─── Given records
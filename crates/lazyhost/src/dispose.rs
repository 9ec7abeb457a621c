//! Releasable resources and their aggregation.

use std::cell::{Cell, RefCell};
use std::fmt;
use std::mem;

/// A resource that can be released once.
///
/// Implementations must tolerate repeated calls; only the first one has an
/// effect.
pub trait Disposable {
    /// Releases the resource.
    fn dispose(&mut self);
}

/// Runs a closure the first time it is disposed.
pub struct OnDispose<F>
where
    F: FnOnce(),
{
    release: Option<F>,
}

impl<F> Disposable for OnDispose<F>
where
    F: FnOnce(),
{
    fn dispose(&mut self) {
        if let Some(release) = self.release.take() {
            release();
        }
    }
}

/// Wraps `release` into a boxed [`Disposable`].
#[must_use]
pub fn on_dispose<F>(release: F) -> Box<dyn Disposable>
where
    F: FnOnce() + 'static,
{
    Box::new(OnDispose {
        release: Some(release),
    })
}

/// Owns a list of resources and releases them together.
///
/// Resources are released in registration order. Releasing twice is a no-op,
/// and resources pushed after release are released straight away.
#[derive(Default)]
pub struct DisposableAggregate {
    items: RefCell<Vec<Box<dyn Disposable>>>,
    disposed: Cell<bool>,
}

impl DisposableAggregate {
    /// Creates an empty aggregate.
    #[must_use]
    pub fn new() -> Self {
        Self::default()
    }

    /// Takes ownership of `item`.
    pub fn push(&self, mut item: Box<dyn Disposable>) {
        if self.disposed.get() {
            item.dispose();
            return;
        }
        self.items.borrow_mut().push(item);
    }

    /// Releases every owned resource.
    pub fn dispose(&self) {
        if self.disposed.replace(true) {
            return;
        }
        // Taken out first so releases may push into the aggregate again.
        let items = mem::take(&mut *self.items.borrow_mut());
        for mut item in items {
            item.dispose();
        }
    }

    /// Whether [`dispose`](Self::dispose) has run.
    #[must_use]
    pub const fn is_disposed(&self) -> bool {
        self.disposed.get()
    }

    /// Number of resources still owned.
    #[must_use]
    pub fn len(&self) -> usize {
        self.items.borrow().len()
    }

    /// Returns `true` when nothing is owned.
    #[must_use]
    pub fn is_empty(&self) -> bool {
        self.items.borrow().is_empty()
    }
}

impl Disposable for DisposableAggregate {
    fn dispose(&mut self) {
        Self::dispose(self);
    }
}

impl fmt::Debug for DisposableAggregate {
    fn fmt(&self, formatter: &mut fmt::Formatter<'_>) -> fmt::Result {
        formatter
            .debug_struct("DisposableAggregate")
            .field("items", &self.len())
            .field("disposed", &self.is_disposed())
            .finish()
    }
}
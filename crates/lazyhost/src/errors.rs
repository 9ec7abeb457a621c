//! Error types surfaced by the activation gate and its collaborators.

use std::error::Error;

use thiserror::Error;

/// Failure reported while constructing the client host.
#[derive(Debug, Error)]
pub enum ClientHostError {
    /// The extension subscriptions were released before the host was built.
    #[error("extension subscriptions were disposed before the client host was built")]
    Deactivated,

    /// The host factory failed.
    #[error("failed to start the client host: {message}")]
    Startup {
        /// Human-readable description of the failure.
        message: String,
        /// Optional underlying error reported by the factory.
        #[source]
        source: Option<Box<dyn Error + Send + Sync>>,
    },
}

impl ClientHostError {
    /// Builds a startup error without an underlying source.
    #[must_use]
    pub fn startup(message: impl Into<String>) -> Self {
        Self::Startup {
            message: message.into(),
            source: None,
        }
    }

    /// Builds a startup error that wraps an underlying source.
    #[must_use]
    pub fn startup_with_source(
        message: impl Into<String>,
        source: impl Into<Box<dyn Error + Send + Sync>>,
    ) -> Self {
        Self::Startup {
            message: message.into(),
            source: Some(source.into()),
        }
    }
}

/// Rejection reported by a pre-activation hook.
#[derive(Debug, Error)]
#[error("{message}")]
pub struct HookError {
    message: String,
    #[source]
    source: Option<Box<dyn Error + Send + Sync>>,
}

impl HookError {
    /// Builds an error without an underlying source.
    #[must_use]
    pub fn new(message: impl Into<String>) -> Self {
        Self {
            message: message.into(),
            source: None,
        }
    }

    /// Builds an error that wraps an underlying source.
    #[must_use]
    pub fn with_source(
        message: impl Into<String>,
        source: impl Into<Box<dyn Error + Send + Sync>>,
    ) -> Self {
        Self {
            message: message.into(),
            source: Some(source.into()),
        }
    }

    /// Human-friendly description without the optional source.
    #[must_use]
    pub const fn message(&self) -> &str {
        self.message.as_str()
    }
}

/// Errors recorded when the asynchronous half of activation fails.
///
/// Activation is never retried; the error is logged and kept on the
/// controller for inspection.
#[derive(Debug, Error)]
pub enum ActivationError {
    /// The pre-activation hook rejected.
    #[error("pre-activation hook failed: {source}")]
    Hook {
        /// Error returned by the hook.
        #[source]
        source: HookError,
    },

    /// The executor refused the activation task.
    #[error("could not schedule client host activation: {source}")]
    Spawn {
        /// Error returned by the executor.
        #[source]
        source: futures::task::SpawnError,
    },

    /// The deferred client host could not be built.
    #[error("client host construction failed: {source}")]
    ClientHost {
        /// Error returned by the host factory.
        #[source]
        source: ClientHostError,
    },
}

/// Errors raised while loading or registering language-service plugins.
#[derive(Debug, Error)]
pub enum PluginError {
    /// A manifest failed validation.
    #[error("invalid plugin manifest: {message}")]
    Manifest {
        /// Description of the validation failure.
        message: String,
    },

    /// A contribution document could not be decoded.
    #[error("failed to decode plugin contributions: {0}")]
    Decode(#[source] serde_json::Error),
}

impl PluginError {
    pub(crate) fn manifest(message: impl Into<String>) -> Self {
        Self::Manifest {
            message: message.into(),
        }
    }
}
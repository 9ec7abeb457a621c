//! Layered configuration for the deferred client host.
//!
//! Values are merged by `ortho_config` from defaults, a `lazyhost.toml`
//! configuration file, `LAZYHOST_*` environment variables, and command-line
//! flags, with later layers taking precedence.

mod defaults;
mod logging;

use serde::{Deserialize, Serialize};

use ortho_config::OrthoConfig;

pub use defaults::{
    DEFAULT_DISABLED_SCHEMES, DEFAULT_LOG_FILTER, default_disabled_schemes, default_log_filter,
    default_log_filter_string, default_log_format,
};
pub use logging::{LogFormat, LogFormatParseError};

/// Resolved configuration shared by the extension host glue and telemetry.
#[derive(Debug, Clone, PartialEq, Eq, Deserialize, Serialize, OrthoConfig)]
#[ortho_config(prefix = "LAZYHOST")]
pub struct Config {
    /// `tracing` filter expression applied to the subscriber.
    #[ortho_config(default = default_log_filter_string())]
    pub log_filter: String,
    /// Output format used by the subscriber.
    #[ortho_config(default = default_log_format())]
    pub log_format: LogFormat,
    /// Schemes disabled on top of [`DEFAULT_DISABLED_SCHEMES`].
    #[serde(default)]
    pub disabled_schemes: Vec<String>,
}

impl Default for Config {
    fn default() -> Self {
        Self {
            log_filter: default_log_filter_string(),
            log_format: default_log_format(),
            disabled_schemes: Vec::new(),
        }
    }
}

impl Config {
    /// Filter expression for the tracing subscriber.
    #[must_use]
    pub const fn log_filter(&self) -> &str {
        self.log_filter.as_str()
    }

    /// Output format for the tracing subscriber.
    #[must_use]
    pub const fn log_format(&self) -> LogFormat {
        self.log_format
    }

    /// Every scheme that must never trigger activation.
    ///
    /// The built-in schemes always come first, followed by configured extras
    /// in declaration order. Duplicates are dropped.
    #[must_use]
    pub fn disabled_schemes(&self) -> Vec<String> {
        let mut schemes = default_disabled_schemes();
        for scheme in &self.disabled_schemes {
            let normalised = scheme.trim().to_ascii_lowercase();
            if !normalised.is_empty() && !schemes.contains(&normalised) {
                schemes.push(normalised);
            }
        }
        schemes
    }
}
──────
Problem details: A faithful copy of every record is required; output it in full.

Task response:
filename crates/lazyhost/src/dispose.rs
repository 9ec7abeb457a621c
//! Releasable resources and their aggregation.

use std::cell::{Cell, RefCell};
use std::fmt;
use std::mem;

/// A resource that can be released once.
///
/// Implementations must tolerate repeated calls; only the first one has an
/// effect.
pub trait Disposable {
    /// Releases the resource.
    fn dispose(&mut self);
}

/// Runs a closure the first time it is disposed.
pub struct OnDispose<F>
where
    F: FnOnce(),
{
    release: Option<F>,
}

impl<F> Disposable for OnDispose<F>
where
    F: FnOnce(),
{
    fn dispose(&mut self) {
        if let Some(release) = self.release.take() {
            release();
        }
    }
}

/// Wraps `release` into a boxed [`Disposable`].
#[must_use]
pub fn on_dispose<F>(release: F) -> Box<dyn Disposable>
where
    F: FnOnce() + 'static,
{
    Box::new(OnDispose {
        release: Some(release),
    })
}

/// Owns a list of resources and releases them together.
///
/// Resources are released in registration order. Releasing twice is a no-op,
/// and resources pushed after release are released straight away.
#[derive(Default)]
pub struct DisposableAggregate {
    items: RefCell<Vec<Box<dyn Disposable>>>,
    disposed: Cell<bool>,
}

impl DisposableAggregate {
    /// Creates an empty aggregate.
    #[must_use]
    pub fn new() -> Self {
        Self::default()
    }

    /// Takes ownership of `item`.
    pub fn push(&self, mut item: Box<dyn Disposable>) {
        if self.disposed.get() {
            item.dispose();
            return;
        }
        self.items.borrow_mut().push(item);
    }

    /// Releases every owned resource.
    pub fn dispose(&self) {
        if self.disposed.replace(true) {
            return;
        }
        // Taken out first so releases may push into the aggregate again.
        let items = mem::take(&mut *self.items.borrow_mut());
        for mut item in items {
            item.dispose();
        }
    }

    /// Whether [`dispose`](Self::dispose) has run.
    #[must_use]
    pub const fn is_disposed(&self) -> bool {
        self.disposed.get()
    }

    /// Number of resources still owned.
    #[must_use]
    pub fn len(&self) -> usize {
        self.items.borrow().len()
    }

    /// Returns `true` when nothing is owned.
    #[must_use]
    pub fn is_empty(&self) -> bool {
        self.items.borrow().is_empty()
    }
}

impl Disposable for DisposableAggregate {
    fn dispose(&mut self) {
        Self::dispose(self);
    }
}

impl fmt::Debug for DisposableAggregate {
    fn fmt(&self, formatter: &mut fmt::Formatter<'_>) -> fmt::Result {
        formatter
            .debug_struct("DisposableAggregate")
            .field("items", &self.len())
            .field("disposed", &self.is_disposed())
            .finish()
    }
}
filename crates/lazyhost/src/errors.rs
repository 9ec7abeb457a621c
//! Error types surfaced by the activation gate and its collaborators.

use std::error::Error;

use thiserror::Error;

/// Failure reported while constructing the client host.
#[derive(Debug, Error)]
pub enum ClientHostError {
    /// The extension subscriptions were released before the host was built.
    #[error("extension subscriptions were disposed before the client host was built")]
    Deactivated,

    /// The host factory failed.
    #[error("failed to start the client host: {message}")]
    Startup {
        /// Human-readable description of the failure.
        message: String,
        /// Optional underlying error reported by the factory.
        #[source]
        source: Option<Box<dyn Error + Send + Sync>>,
    },
}

impl ClientHostError {
    /// Builds a startup error without an underlying source.
    #[must_use]
    pub fn startup(message: impl Into<String>) -> Self {
        Self::Startup {
            message: message.into(),
            source: None,
        }
    }

    /// Builds a startup error that wraps an underlying source.
    #[must_use]
    pub fn startup_with_source(
        message: impl Into<String>,
        source: impl Into<Box<dyn Error + Send + Sync>>,
    ) -> Self {
        Self::Startup {
            message: message.into(),
            source: Some(source.into()),
        }
    }
}

/// Rejection reported by a pre-activation hook.
#[derive(Debug, Error)]
#[error("{message}")]
pub struct HookError {
    message: String,
    #[source]
    source: Option<Box<dyn Error + Send + Sync>>,
}

impl HookError {
    /// Builds an error without an underlying source.
    #[must_use]
    pub fn new(message: impl Into<String>) -> Self {
        Self {
            message: message.into(),
            source: None,
        }
    }

    /// Builds an error that wraps an underlying source.
    #[must_use]
    pub fn with_source(
        message: impl Into<String>,
        source: impl Into<Box<dyn Error + Send + Sync>>,
    ) -> Self {
        Self {
            message: message.into(),
            source: Some(source.into()),
        }
    }

    /// Human-friendly description without the optional source.
    #[must_use]
    pub const fn message(&self) -> &str {
        self.message.as_str()
    }
}

/// Errors recorded when the asynchronous half of activation fails.
///
/// Activation is never retried; the error is logged and kept on the
/// controller for inspection.
#[derive(Debug, Error)]
pub enum ActivationError {
    /// The pre-activation hook rejected.
    #[error("pre-activation hook failed: {source}")]
    Hook {
        /// Error returned by the hook.
        #[source]
        source: HookError,
    },

    /// The executor refused the activation task.
    #[error("could not schedule client host activation: {source}")]
    Spawn {
        /// Error returned by the executor.
        #[source]
        source: futures::task::SpawnError,
    },

    /// The deferred client host could not be built.
    #[error("client host construction failed: {source}")]
    ClientHost {
        /// Error returned by the host factory.
        #[source]
        source: ClientHostError,
    },
}

/// Errors raised while loading or registering language-service plugins.
#[derive(Debug, Error)]
pub enum PluginError {
    /// A manifest failed validation.
    #[error("invalid plugin manifest: {message}")]
    Manifest {
        /// Description of the validation failure.
        message: String,
    },

    /// A contribution document could not be decoded.
    #[error("failed to decode plugin contributions: {0}")]
    Decode(#[source] serde_json::Error),
}

impl PluginError {
    pub(crate) fn manifest(message: impl Into<String>) -> Self {
        Self::Manifest {
            message: message.into(),
        }
    }
}
repository 9ec7abeb457a621c
//! Layered configuration for the deferred client host.
//!
//! Values are merged by `ortho_config` from defaults, a `lazyhost.toml`
//! configuration file, `LAZYHOST_*` environment variables, and command-line
//! flags, with later layers taking precedence.

mod defaults;
mod logging;

use serde::{Deserialize, Serialize};

use ortho_config::OrthoConfig;

pub use defaults::{
    DEFAULT_DISABLED_SCHEMES, DEFAULT_LOG_FILTER, default_disabled_schemes, default_log_filter,
    default_log_filter_string, default_log_format,
};
pub use logging::{LogFormat, LogFormatParseError};

/// Resolved configuration shared by the extension host glue and telemetry.
#[derive(Debug, Clone, PartialEq, Eq, Deserialize, Serialize, OrthoConfig)]
#[ortho_config(prefix = "LAZYHOST")]
pub struct Config {
    /// `tracing` filter expression applied to the subscriber.
    #[ortho_config(default = default_log_filter_string())]
    pub log_filter: String,
    /// Output format used by the subscriber.
    #[ortho_config(default = default_log_format())]
    pub log_format: LogFormat,
    /// Schemes disabled on top of [`DEFAULT_DISABLED_SCHEMES`].
    #[serde(default)]
    pub disabled_schemes: Vec<String>,
}

impl Default for Config {
    fn default() -> Self {
        Self {
            log_filter: default_log_filter_string(),
            log_format: default_log_format(),
            disabled_schemes: Vec::new(),
        }
    }
}

impl Config {
    /// Filter expression for the tracing subscriber.
    #[must_use]
    pub const fn log_filter(&self) -> &str {
        self.log_filter.as_str()
    }

    /// Output format for the tracing subscriber.
    #[must_use]
    pub const fn log_format(&self) -> LogFormat {
        self.log_format
    }

    /// Every scheme that must never trigger activation.
    ///
    /// The built-in schemes always come first, followed by configured extras
    /// in declaration order. Duplicates are dropped.
    #[must_use]
    pub fn disabled_schemes(&self) -> Vec<String> {
        let mut schemes = default_disabled_schemes();
        for scheme in &self.disabled_schemes {
            let normalised = scheme.trim().to_ascii_lowercase();
            if !normalised.is_empty() && !schemes.contains(&normalised) {
                schemes.push(normalised);
            }
        }
        schemes
    }
}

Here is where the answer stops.